The promised Cheesy Crab Enchilada recipe

This is a pretty rich dish - but oh so YUMMY!!

2 pkgs (8 oz each) cream cheese, softened
1 envelope ranch salad dressing mix
3 T plus 1/4 cup milk, divided
1 sm red onion, diced
2 garlic cloves, minced
2 T butter
1 lb fresh, frozen or canned crab meat,
flaked and cartilage removed
2 cans (2 -1/4 oz each) sliced ripe olives, drained
1 can (4 oz) chopped green chilies
1/2 tsp pepper
1/4 tsp salt
2 cups (8 oz) shredded Monterey Jack cheese, divided
8 flour tortillas (8 inches)
1/2 cup shredded Colby cheese
Chopped green onions and tomatoes, shredded lettuce and sliced ripe olives, optional

In a mixing bowl, combine cream cheese, dressing mix and 3 tablespoons milk until smooth. Set aside 3/4 cup for topping. In a skillet, saute onion and garlic in butter until tender. Stir in crab, olives, chilies, pepper and salt. Fold crab mixture and 1-1/2 cups Monterey Jack into remaining cream cheese mixture.

Spoon about 2/3 cup down the center of each tortilla. Roll up and place seam down in a greased 13-in. x 9in. x 2in. baking dish. Combine the remaining milk and reserved cream cheese mixture until blended; pour over tortillas. Sprinkle with Colby and remaining Monterey Jack. Cover and bake @ 350 degrees for 25 minutes. Uncover; bake 5-10 minutes longer or until heated through. Serve w/ green onions, tomatoes, lettuce and olives if desired.

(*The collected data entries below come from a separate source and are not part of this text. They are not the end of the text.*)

//! Build dispatch.
//!
//! Hands the commands of a parsed [`Definition`] to the collaborators that
//! actually build the image: resolving and fetching the base image, running
//! commands in the guest, staging files and configuring the produced image.
//! Steps run strictly in document order and the first failure stops the build.

use async_trait::async_trait;
use chrono::{DateTime, Utc};
use parking_lot::Mutex;
use serde::Serialize;

use crate::cache_key::step_key;
use crate::command_type::CommandType;
use crate::definition::Definition;
use crate::error::{ForgeError, Result};
use crate::origin::OriginReference;

/// Fetches the base image named by the origin command.
#[async_trait]
pub trait ImageResolver: Send + Sync {
    async fn fetch_origin(&self, origin: &OriginReference) -> Result<()>;
}

/// Runs commands inside the guest.
#[async_trait]
pub trait GuestExecutor: Send + Sync {
    async fn run(&self, command: &str, workdir: &str) -> Result<()>;
}

/// Stages files into the guest.
#[async_trait]
pub trait FileStager: Send + Sync {
    async fn copy(&self, spec: &str, workdir: &str) -> Result<()>;
}

/// Configures the produced image.
#[async_trait]
pub trait ImageConfigurator: Send + Sync {
    async fn set_workdir(&self, path: &str) -> Result<()>;
    async fn set_entrypoint(&self, command: &str) -> Result<()>;
}

/// Everything a build needs.
pub trait BuildBackend: ImageResolver + GuestExecutor + FileStager + ImageConfigurator {}

impl<T> BuildBackend for T where T: ImageResolver + GuestExecutor + FileStager + ImageConfigurator {}

/// Options for a dispatch run.
#[derive(Debug, Clone, Default)]
pub struct DispatchOptions {
    /// Suppress per-step output
    pub quiet: bool,
}

/// Result of a successful build dispatch.
#[derive(Debug, Clone, Serialize)]
pub struct BuildSummary {
    /// Unique id of this build
    pub build_id: String,
    /// Base image, absent for an empty definition
    pub origin: Option<OriginReference>,
    /// Number of steps executed
    pub steps: usize,
    /// Working directory after the last step
    pub workdir: String,
    /// Boot command of the produced image
    pub entrypoint: Option<String>,
    /// Cache key of the last step
    pub cache_key: Option<String>,
    pub started_at: DateTime<Utc>,
    pub finished_at: DateTime<Utc>,
}

/// Execute every command of `definition` against `backend`.
pub async fn dispatch(
    definition: &Definition,
    backend: &dyn BuildBackend,
    options: &DispatchOptions,
) -> Result<BuildSummary> {
    let started_at = Utc::now();
    let build_id = uuid::Uuid::new_v4().to_string();

    let mut origin = None;
    let mut workdir = "/".to_string();
    let mut entrypoint = None;
    let mut cache_key: Option<String> = None;

    let total = definition.len();
    for (idx, command) in definition.iter().enumerate() {
        let step = idx + 1;
        if !options.quiet {
            println!("Step {}/{}: {}", step, total, command);
        }
        tracing::info!(
            build_id = %build_id,
            step,
            kind = %command.kind(),
            fingerprint = command.fingerprint(),
            "Dispatching build step"
        );

        let value = command.value();
        let outcome = match command.kind() {
            CommandType::Origin => {
                let reference = OriginReference::parse(value)?;
                let fetched = backend.fetch_origin(&reference).await;
                origin = Some(reference);
                fetched
            }
            CommandType::Run => backend.run(value, &workdir).await,
            CommandType::Copy => backend.copy(value, &workdir).await,
            CommandType::Workdir => {
                workdir = resolve_path(&workdir, value);
                backend.set_workdir(&workdir).await
            }
            CommandType::Entrypoint => {
                entrypoint = Some(value.to_string());
                backend.set_entrypoint(value).await
            }
        };
        outcome.map_err(|e| step_error(step, e))?;

        cache_key = Some(step_key(cache_key.as_deref(), command));
    }

    let summary = BuildSummary {
        build_id,
        origin,
        steps: total,
        workdir,
        entrypoint,
        cache_key,
        started_at,
        finished_at: Utc::now(),
    };
    tracing::info!(build_id = %summary.build_id, steps = summary.steps, "Build dispatch complete");
    Ok(summary)
}

fn step_error(step: usize, err: ForgeError) -> ForgeError {
    match err {
        ForgeError::Backend { .. } => err,
        other => ForgeError::Backend {
            step,
            message: other.to_string(),
        },
    }
}

/// Resolve a WORKDIR value against the current working directory.
fn resolve_path(workdir: &str, path: &str) -> String {
    if path.starts_with('/') {
        path.to_string()
    } else {
        format!("{}/{}", workdir.trim_end_matches('/'), path)
    }
}

/// One action recorded by [`PlanBackend`].
#[derive(Debug, Clone, PartialEq, Eq, Serialize)]
#[serde(tag = "action", rename_all = "snake_case")]
pub enum PlannedAction {
    FetchOrigin { distribution: String, release: String },
    Run { command: String, workdir: String },
    Copy { spec: String, workdir: String },
    SetWorkdir { path: String },
    SetEntrypoint { command: String },
}

/// Backend that records what a build would do without doing it.
#[derive(Debug, Default)]
pub struct PlanBackend {
    actions: Mutex<Vec<PlannedAction>>,
}

impl PlanBackend {
    pub fn new() -> Self {
        Self::default()
    }

    /// Actions recorded so far, in order.
    pub fn actions(&self) -> Vec<PlannedAction> {
        self.actions.lock().clone()
    }

    fn record(&self, action: PlannedAction) -> Result<()> {
        self.actions.lock().push(action);
        Ok(())
    }
}

#[async_trait]
impl ImageResolver for PlanBackend {
    async fn fetch_origin(&self, origin: &OriginReference) -> Result<()> {
        self.record(PlannedAction::FetchOrigin {
            distribution: origin.distribution.clone(),
            release: origin.release.clone(),
        })
    }
}

#[async_trait]
impl GuestExecutor for PlanBackend {
    async fn run(&self, command: &str, workdir: &str) -> Result<()> {
        self.record(PlannedAction::Run {
            command: command.to_string(),
            workdir: workdir.to_string(),
        })
    }
}

#[async_trait]
impl FileStager for PlanBackend {
    async fn copy(&self, spec: &str, workdir: &str) -> Result<()> {
        self.record(PlannedAction::Copy {
            spec: spec.to_string(),
            workdir: workdir.to_string(),
        })
    }
}

#[async_trait]
impl ImageConfigurator for PlanBackend {
    async fn set_workdir(&self, path: &str) -> Result<()> {
        self.record(PlannedAction::SetWorkdir {
            path: path.to_string(),
        })
    }

    async fn set_entrypoint(&self, command: &str) -> Result<()> {
        self.record(PlannedAction::SetEntrypoint {
            command: command.to_string(),
        })
    }
}
//! The five Forgefile instruction kinds and the tokens that select them.

use crate::enumeration::ClosedEnum;

crate::closed_enum! {
    /// Kind of a Forgefile instruction.
    pub enum CommandType {
        /// `FROM <image>`: base image the build starts from
        Origin => "ORIGIN",
        /// `RUN <command>` / `EXEC <command>`: run inside the guest
        Run => "RUN",
        /// `COPY <args>`: stage files into the guest
        Copy => "COPY",
        /// `WORKDIR <path>`: working directory of later steps and the image
        Workdir => "WORKDIR",
        /// `ENTRYPOINT <command>` / `CMD <command>`: boot command of the image
        Entrypoint => "ENTRYPOINT",
    }
}

impl CommandType {
    /// Tokens that select this kind. Matching is exact and case-sensitive.
    pub fn aliases(self) -> &'static [&'static str] {
        match self {
            CommandType::Origin => &["FROM"],
            CommandType::Run => &["RUN", "EXEC"],
            CommandType::Copy => &["COPY"],
            CommandType::Workdir => &["WORKDIR"],
            CommandType::Entrypoint => &["ENTRYPOINT", "CMD"],
        }
    }

    /// Canonical token used when echoing a step back to the user.
    pub fn keyword(self) -> &'static str {
        self.aliases()[0]
    }

    /// Resolve a token to its command type.
    ///
    /// The first kind (in ordinal order) listing `token` among its aliases
    /// wins. No trimming or case folding is applied.
    pub fn resolve_token(token: &str) -> Option<CommandType> {
        Self::all()
            .iter()
            .copied()
            .find(|kind| kind.aliases().contains(&token))
    }
}

#[cfg(test)]
mod tests {
    use super::*;
    use crate::enumeration::verify_table;

    #[test]
    fn test_table_is_consistent() {
        verify_table::<CommandType>().unwrap();
        assert_eq!(CommandType::all().len(), 5);
    }

    #[test]
    fn test_ordinals() {
        assert_eq!(CommandType::Origin.ordinal(), 0);
        assert_eq!(CommandType::Run.ordinal(), 1);
        assert_eq!(CommandType::Copy.ordinal(), 2);
        assert_eq!(CommandType::Workdir.ordinal(), 3);
        assert_eq!(CommandType::Entrypoint.ordinal(), 4);
    }

    #[test]
    fn test_symbolic_names() {
        assert_eq!(CommandType::Origin.name(), "ORIGIN");
        assert_eq!(CommandType::from_name("ENTRYPOINT"), Some(CommandType::Entrypoint));
        // Names are not tokens
        assert_eq!(CommandType::from_name("FROM"), None);
    }

    #[test]
    fn test_resolve_primary_tokens() {
        assert_eq!(CommandType::resolve_token("FROM"), Some(CommandType::Origin));
        assert_eq!(CommandType::resolve_token("RUN"), Some(CommandType::Run));
        assert_eq!(CommandType::resolve_token("COPY"), Some(CommandType::Copy));
        assert_eq!(CommandType::resolve_token("WORKDIR"), Some(CommandType::Workdir));
        assert_eq!(
            CommandType::resolve_token("ENTRYPOINT"),
            Some(CommandType::Entrypoint)
        );
    }

    #[test]
    fn test_resolve_alias_tokens() {
        assert_eq!(CommandType::resolve_token("EXEC"), Some(CommandType::Run));
        assert_eq!(CommandType::resolve_token("CMD"), Some(CommandType::Entrypoint));
    }

    #[test]
    fn test_resolve_is_case_sensitive() {
        assert_eq!(CommandType::resolve_token("from"), None);
        assert_eq!(CommandType::resolve_token("Run"), None);
    }

    #[test]
    fn test_resolve_does_not_trim() {
        assert_eq!(CommandType::resolve_token(" FROM"), None);
        assert_eq!(CommandType::resolve_token("FROM "), None);
        assert_eq!(CommandType::resolve_token(""), None);
    }

    #[test]
    fn test_unsupported_dockerfile_instructions_do_not_resolve() {
        for token in ["ENV", "ADD", "ARG", "LABEL", "USER", "EXPOSE"] {
            assert_eq!(CommandType::resolve_token(token), None, "{token}");
        }
    }

    #[test]
    fn test_keyword() {
        assert_eq!(CommandType::Origin.keyword(), "FROM");
        assert_eq!(CommandType::Entrypoint.keyword(), "ENTRYPOINT");
    }

    #[test]
    fn test_every_kind_has_aliases() {
        for kind in CommandType::all() {
            assert!(!kind.aliases().is_empty(), "{kind}");
        }
    }
}
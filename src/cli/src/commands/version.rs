//! `a3s-forge version` command.

use clap::Args;

#[derive(Args)]
pub struct VersionArgs;

pub async fn execute(_args: VersionArgs) -> Result<(), Box<dyn std::error::Error>> {
    println!("a3s-forge version {}", a3s_forge_core::VERSION);
    Ok(())
}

I generally like to try a new recipe as is and then make some changes. The first change that I'm going to make is to put less filling in the tortillas - making more enchiladas. As stated above - it's a rich dish!! I also think I'm going to either add corn to the filling or maybe use corn tortillas. Just a thought. I did use Imitation Crab, only because the grocery store in Chandler didn't have fresh crab. We did sprinkle some Cajun seasoning on top - next time I'll add it in!

Try it - let me know how you like it!!!! Nolan did!!